### Task directions
The listing below holds a line with "the ability controller." and a later line with "change of momentum.". Write out those two lines and every line between them, exactly, and nothing else.

[[ Records supplied, beginning ]]

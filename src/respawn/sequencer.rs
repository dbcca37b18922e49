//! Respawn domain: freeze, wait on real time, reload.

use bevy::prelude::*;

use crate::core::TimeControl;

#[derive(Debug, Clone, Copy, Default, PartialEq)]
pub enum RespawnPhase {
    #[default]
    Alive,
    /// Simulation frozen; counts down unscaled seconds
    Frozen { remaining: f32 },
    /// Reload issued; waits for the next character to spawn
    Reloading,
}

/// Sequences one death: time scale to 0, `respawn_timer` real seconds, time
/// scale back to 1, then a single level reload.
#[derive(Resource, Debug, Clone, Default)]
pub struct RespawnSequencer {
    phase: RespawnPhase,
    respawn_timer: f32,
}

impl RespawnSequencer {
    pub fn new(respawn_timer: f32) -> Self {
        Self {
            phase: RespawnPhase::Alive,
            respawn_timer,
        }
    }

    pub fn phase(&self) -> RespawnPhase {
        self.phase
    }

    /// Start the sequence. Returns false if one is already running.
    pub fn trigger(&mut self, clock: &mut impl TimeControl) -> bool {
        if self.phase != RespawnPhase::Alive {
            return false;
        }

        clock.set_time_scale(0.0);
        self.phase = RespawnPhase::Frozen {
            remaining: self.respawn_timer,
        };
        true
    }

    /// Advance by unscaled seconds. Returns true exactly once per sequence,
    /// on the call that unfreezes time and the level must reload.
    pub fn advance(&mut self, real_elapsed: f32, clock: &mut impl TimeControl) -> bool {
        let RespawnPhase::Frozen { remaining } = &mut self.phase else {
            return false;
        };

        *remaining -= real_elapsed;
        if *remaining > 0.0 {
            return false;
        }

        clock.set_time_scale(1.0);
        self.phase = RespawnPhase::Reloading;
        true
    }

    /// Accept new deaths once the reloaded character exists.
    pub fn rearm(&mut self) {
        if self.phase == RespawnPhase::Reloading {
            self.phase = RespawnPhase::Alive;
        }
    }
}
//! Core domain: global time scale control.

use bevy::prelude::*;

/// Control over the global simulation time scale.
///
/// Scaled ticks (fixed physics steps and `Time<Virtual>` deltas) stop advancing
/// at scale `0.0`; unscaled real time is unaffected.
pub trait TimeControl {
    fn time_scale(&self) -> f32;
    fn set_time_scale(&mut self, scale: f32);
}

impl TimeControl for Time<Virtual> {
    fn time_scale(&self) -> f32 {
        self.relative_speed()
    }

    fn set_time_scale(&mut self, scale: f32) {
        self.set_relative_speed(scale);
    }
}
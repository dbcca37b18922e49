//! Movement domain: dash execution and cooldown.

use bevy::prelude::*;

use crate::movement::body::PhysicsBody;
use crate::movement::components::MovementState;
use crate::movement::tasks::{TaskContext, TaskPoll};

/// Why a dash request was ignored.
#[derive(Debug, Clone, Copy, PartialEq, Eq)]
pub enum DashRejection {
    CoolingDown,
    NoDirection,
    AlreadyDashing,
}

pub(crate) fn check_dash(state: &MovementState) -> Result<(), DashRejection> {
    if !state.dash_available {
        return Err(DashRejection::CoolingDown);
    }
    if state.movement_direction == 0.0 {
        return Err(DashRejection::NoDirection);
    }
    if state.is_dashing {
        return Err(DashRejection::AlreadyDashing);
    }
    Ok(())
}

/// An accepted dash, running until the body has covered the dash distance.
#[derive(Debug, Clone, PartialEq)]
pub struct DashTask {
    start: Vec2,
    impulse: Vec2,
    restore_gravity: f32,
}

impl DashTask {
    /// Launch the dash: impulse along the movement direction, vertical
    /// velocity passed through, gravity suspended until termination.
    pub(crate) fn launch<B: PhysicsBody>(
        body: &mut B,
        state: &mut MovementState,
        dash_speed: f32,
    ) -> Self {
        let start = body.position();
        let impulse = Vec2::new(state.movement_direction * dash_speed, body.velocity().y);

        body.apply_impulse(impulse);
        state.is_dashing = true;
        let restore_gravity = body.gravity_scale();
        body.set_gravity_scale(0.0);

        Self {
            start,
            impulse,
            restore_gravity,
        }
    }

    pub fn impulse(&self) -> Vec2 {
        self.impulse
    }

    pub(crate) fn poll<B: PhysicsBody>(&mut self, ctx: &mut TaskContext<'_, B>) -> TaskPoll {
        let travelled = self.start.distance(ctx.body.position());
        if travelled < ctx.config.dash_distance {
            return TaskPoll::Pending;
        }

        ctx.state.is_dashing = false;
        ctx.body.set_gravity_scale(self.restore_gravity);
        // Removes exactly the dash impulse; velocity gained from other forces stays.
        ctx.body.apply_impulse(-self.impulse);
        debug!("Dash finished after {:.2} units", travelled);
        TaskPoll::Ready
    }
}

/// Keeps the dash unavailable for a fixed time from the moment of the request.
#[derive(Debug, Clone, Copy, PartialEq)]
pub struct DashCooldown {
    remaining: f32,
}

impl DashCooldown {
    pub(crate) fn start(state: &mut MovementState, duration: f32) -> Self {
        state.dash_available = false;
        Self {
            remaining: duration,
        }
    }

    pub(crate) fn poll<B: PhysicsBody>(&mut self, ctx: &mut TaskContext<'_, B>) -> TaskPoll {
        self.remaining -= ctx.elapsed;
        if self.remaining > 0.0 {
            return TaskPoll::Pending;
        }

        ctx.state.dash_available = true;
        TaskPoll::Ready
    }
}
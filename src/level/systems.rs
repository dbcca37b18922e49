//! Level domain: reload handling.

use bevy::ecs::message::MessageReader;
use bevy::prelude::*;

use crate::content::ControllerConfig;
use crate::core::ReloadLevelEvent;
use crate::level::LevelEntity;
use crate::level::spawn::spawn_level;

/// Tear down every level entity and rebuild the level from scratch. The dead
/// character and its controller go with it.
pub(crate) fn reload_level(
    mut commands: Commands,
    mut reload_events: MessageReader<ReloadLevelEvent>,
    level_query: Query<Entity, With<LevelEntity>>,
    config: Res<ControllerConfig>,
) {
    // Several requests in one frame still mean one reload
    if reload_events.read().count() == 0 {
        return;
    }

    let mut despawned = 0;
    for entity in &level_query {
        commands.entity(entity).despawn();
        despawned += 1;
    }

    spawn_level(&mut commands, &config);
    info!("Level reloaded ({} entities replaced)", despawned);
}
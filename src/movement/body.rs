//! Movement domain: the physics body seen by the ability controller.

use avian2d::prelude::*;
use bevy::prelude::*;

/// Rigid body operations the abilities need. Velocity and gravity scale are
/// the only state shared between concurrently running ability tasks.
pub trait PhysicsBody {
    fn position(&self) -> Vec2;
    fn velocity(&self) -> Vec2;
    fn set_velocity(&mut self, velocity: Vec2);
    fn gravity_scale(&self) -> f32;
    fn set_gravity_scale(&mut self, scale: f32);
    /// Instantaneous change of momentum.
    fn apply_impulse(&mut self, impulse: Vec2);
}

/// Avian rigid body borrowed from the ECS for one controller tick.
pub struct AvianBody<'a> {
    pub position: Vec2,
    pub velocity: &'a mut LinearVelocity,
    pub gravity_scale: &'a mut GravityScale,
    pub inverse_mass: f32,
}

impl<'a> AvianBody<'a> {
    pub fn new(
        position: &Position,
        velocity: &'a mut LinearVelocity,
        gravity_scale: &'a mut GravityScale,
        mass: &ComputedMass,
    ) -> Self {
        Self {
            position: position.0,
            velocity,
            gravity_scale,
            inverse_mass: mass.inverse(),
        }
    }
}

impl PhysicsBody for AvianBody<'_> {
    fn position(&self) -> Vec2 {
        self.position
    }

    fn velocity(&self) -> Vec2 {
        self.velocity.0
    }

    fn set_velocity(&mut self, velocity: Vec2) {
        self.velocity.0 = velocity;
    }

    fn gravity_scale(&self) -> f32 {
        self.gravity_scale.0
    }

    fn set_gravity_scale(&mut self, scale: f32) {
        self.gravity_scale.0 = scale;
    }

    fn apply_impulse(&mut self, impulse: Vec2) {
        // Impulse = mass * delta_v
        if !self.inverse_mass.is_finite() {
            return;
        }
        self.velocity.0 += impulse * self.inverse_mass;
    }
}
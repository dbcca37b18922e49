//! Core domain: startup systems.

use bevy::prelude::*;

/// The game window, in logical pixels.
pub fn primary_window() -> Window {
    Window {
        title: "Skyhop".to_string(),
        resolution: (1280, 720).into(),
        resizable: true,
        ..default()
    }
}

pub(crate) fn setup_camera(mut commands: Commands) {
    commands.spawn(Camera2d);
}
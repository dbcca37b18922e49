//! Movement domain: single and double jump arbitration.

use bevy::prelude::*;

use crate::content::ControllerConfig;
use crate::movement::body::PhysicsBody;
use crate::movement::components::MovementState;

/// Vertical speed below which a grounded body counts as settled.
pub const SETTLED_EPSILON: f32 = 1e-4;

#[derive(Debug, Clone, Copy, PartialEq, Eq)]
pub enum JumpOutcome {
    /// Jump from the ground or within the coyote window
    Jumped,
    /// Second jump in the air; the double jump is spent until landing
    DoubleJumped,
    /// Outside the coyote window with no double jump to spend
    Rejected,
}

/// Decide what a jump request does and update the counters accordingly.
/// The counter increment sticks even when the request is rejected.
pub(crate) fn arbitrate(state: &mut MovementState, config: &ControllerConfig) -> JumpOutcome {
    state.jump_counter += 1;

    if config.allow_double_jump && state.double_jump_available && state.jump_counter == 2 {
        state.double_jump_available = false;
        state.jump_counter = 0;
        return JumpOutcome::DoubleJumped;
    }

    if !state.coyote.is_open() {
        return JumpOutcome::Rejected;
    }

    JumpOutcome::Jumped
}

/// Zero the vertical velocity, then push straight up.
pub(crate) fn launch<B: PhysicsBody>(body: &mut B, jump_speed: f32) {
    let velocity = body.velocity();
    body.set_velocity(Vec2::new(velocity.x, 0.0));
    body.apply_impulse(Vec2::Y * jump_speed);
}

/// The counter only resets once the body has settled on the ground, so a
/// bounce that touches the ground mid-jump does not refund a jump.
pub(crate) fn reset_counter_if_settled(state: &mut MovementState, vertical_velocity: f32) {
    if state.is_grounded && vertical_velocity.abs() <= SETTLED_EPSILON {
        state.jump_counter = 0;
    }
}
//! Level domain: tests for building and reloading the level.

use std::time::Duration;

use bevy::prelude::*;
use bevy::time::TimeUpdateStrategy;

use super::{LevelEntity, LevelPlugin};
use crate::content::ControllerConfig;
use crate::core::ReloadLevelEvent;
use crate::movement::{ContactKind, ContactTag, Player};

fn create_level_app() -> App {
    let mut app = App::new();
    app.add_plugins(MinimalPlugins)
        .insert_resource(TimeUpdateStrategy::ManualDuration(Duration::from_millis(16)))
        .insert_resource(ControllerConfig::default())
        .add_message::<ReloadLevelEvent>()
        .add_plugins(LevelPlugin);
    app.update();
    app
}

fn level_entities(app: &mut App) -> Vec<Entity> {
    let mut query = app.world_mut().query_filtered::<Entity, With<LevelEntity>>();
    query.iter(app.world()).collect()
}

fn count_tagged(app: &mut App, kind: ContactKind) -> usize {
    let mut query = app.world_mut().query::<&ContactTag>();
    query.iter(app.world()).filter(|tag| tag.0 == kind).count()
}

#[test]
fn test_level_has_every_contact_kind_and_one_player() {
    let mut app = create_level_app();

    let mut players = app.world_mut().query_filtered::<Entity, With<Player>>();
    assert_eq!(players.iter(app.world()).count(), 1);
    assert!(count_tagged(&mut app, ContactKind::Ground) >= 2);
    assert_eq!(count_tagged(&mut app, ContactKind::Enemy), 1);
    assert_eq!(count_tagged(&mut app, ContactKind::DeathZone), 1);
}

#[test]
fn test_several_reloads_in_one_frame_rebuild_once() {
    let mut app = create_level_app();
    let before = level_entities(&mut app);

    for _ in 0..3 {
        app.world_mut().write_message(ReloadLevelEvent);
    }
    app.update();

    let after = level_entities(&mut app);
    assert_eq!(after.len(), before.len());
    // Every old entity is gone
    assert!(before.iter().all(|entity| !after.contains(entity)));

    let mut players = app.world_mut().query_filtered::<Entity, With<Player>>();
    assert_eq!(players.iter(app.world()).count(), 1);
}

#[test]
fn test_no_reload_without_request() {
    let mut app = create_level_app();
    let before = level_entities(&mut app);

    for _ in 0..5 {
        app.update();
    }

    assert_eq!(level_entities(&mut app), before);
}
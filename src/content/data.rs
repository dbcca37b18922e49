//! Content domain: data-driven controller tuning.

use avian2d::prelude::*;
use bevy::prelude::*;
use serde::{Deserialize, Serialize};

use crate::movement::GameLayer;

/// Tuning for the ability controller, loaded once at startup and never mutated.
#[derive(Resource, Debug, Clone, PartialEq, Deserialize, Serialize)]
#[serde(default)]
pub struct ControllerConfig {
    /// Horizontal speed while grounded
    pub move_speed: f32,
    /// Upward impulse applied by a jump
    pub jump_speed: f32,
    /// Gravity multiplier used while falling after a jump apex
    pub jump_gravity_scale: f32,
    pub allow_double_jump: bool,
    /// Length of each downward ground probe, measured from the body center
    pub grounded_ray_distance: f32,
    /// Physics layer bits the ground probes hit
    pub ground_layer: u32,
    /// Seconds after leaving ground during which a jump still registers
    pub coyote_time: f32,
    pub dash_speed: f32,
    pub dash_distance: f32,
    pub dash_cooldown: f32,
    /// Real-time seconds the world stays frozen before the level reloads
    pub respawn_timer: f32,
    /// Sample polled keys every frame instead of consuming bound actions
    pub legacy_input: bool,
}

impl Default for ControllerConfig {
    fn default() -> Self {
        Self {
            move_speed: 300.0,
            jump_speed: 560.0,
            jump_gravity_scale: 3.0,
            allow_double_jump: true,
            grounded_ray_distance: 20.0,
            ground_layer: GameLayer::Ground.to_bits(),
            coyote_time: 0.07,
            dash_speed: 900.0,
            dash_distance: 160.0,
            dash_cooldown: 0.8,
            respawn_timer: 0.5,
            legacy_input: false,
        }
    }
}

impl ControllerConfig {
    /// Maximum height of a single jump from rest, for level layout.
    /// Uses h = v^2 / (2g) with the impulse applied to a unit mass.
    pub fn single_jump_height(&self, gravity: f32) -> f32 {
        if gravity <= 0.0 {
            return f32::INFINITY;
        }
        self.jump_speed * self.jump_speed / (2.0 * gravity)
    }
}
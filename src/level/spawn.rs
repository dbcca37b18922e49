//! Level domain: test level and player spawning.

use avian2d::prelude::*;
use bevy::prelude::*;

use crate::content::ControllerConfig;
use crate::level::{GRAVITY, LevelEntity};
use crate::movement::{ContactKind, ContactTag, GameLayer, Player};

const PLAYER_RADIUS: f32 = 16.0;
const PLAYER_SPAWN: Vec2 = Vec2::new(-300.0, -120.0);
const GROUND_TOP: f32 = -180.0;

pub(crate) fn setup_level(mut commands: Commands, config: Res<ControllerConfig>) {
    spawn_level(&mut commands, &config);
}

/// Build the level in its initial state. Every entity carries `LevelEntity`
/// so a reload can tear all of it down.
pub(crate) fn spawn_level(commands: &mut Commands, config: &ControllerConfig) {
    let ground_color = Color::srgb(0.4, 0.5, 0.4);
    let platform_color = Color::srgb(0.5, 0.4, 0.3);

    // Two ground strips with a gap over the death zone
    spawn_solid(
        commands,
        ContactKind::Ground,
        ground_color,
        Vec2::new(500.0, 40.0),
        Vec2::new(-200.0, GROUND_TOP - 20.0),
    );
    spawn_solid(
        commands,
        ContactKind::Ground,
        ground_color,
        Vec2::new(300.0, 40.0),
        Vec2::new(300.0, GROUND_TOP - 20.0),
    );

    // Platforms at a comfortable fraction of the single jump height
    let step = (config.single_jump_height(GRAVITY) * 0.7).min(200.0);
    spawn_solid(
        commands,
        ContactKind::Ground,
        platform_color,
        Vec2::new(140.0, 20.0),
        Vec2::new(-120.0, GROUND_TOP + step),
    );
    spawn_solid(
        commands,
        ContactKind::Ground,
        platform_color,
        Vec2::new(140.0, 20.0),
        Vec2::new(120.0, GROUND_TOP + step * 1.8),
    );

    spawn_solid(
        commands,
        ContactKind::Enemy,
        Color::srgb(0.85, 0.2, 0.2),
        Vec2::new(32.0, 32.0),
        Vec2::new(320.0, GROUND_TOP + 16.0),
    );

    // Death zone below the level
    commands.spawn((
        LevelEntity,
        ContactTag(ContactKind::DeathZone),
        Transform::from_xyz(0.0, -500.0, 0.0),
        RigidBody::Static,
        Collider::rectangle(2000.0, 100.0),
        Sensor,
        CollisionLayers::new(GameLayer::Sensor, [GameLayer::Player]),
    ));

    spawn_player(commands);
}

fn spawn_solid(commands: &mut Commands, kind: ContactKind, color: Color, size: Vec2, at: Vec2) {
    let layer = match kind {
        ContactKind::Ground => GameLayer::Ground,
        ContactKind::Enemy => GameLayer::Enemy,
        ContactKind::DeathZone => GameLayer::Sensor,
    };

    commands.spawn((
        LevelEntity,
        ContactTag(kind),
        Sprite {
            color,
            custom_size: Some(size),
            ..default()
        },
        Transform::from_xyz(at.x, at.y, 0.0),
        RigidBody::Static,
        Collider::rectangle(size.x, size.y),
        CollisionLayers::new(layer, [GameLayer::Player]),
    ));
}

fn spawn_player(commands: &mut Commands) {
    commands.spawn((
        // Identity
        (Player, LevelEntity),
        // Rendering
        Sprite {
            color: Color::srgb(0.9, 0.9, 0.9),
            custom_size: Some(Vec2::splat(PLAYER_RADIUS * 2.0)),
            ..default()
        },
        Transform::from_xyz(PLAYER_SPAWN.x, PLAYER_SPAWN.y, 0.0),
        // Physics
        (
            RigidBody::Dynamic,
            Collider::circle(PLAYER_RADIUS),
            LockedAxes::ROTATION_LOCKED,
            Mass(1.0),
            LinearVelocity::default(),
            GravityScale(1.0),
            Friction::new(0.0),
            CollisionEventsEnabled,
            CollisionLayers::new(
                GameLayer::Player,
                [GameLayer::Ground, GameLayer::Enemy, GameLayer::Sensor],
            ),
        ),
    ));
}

[[ Records supplied, end ]]

### Answer section
//! Movement domain: the physics body seen by the ability controller.

use avian2d::prelude::*;
use bevy::prelude::*;

/// Rigid body operations the abilities need. Velocity and gravity scale are
/// the only state shared between concurrently running ability tasks.
pub trait PhysicsBody {
    fn position(&self) -> Vec2;
    fn velocity(&self) -> Vec2;
    fn set_velocity(&mut self, velocity: Vec2);
    fn gravity_scale(&self) -> f32;
    fn set_gravity_scale(&mut self, scale: f32);
    /// Instantaneous change of momentum.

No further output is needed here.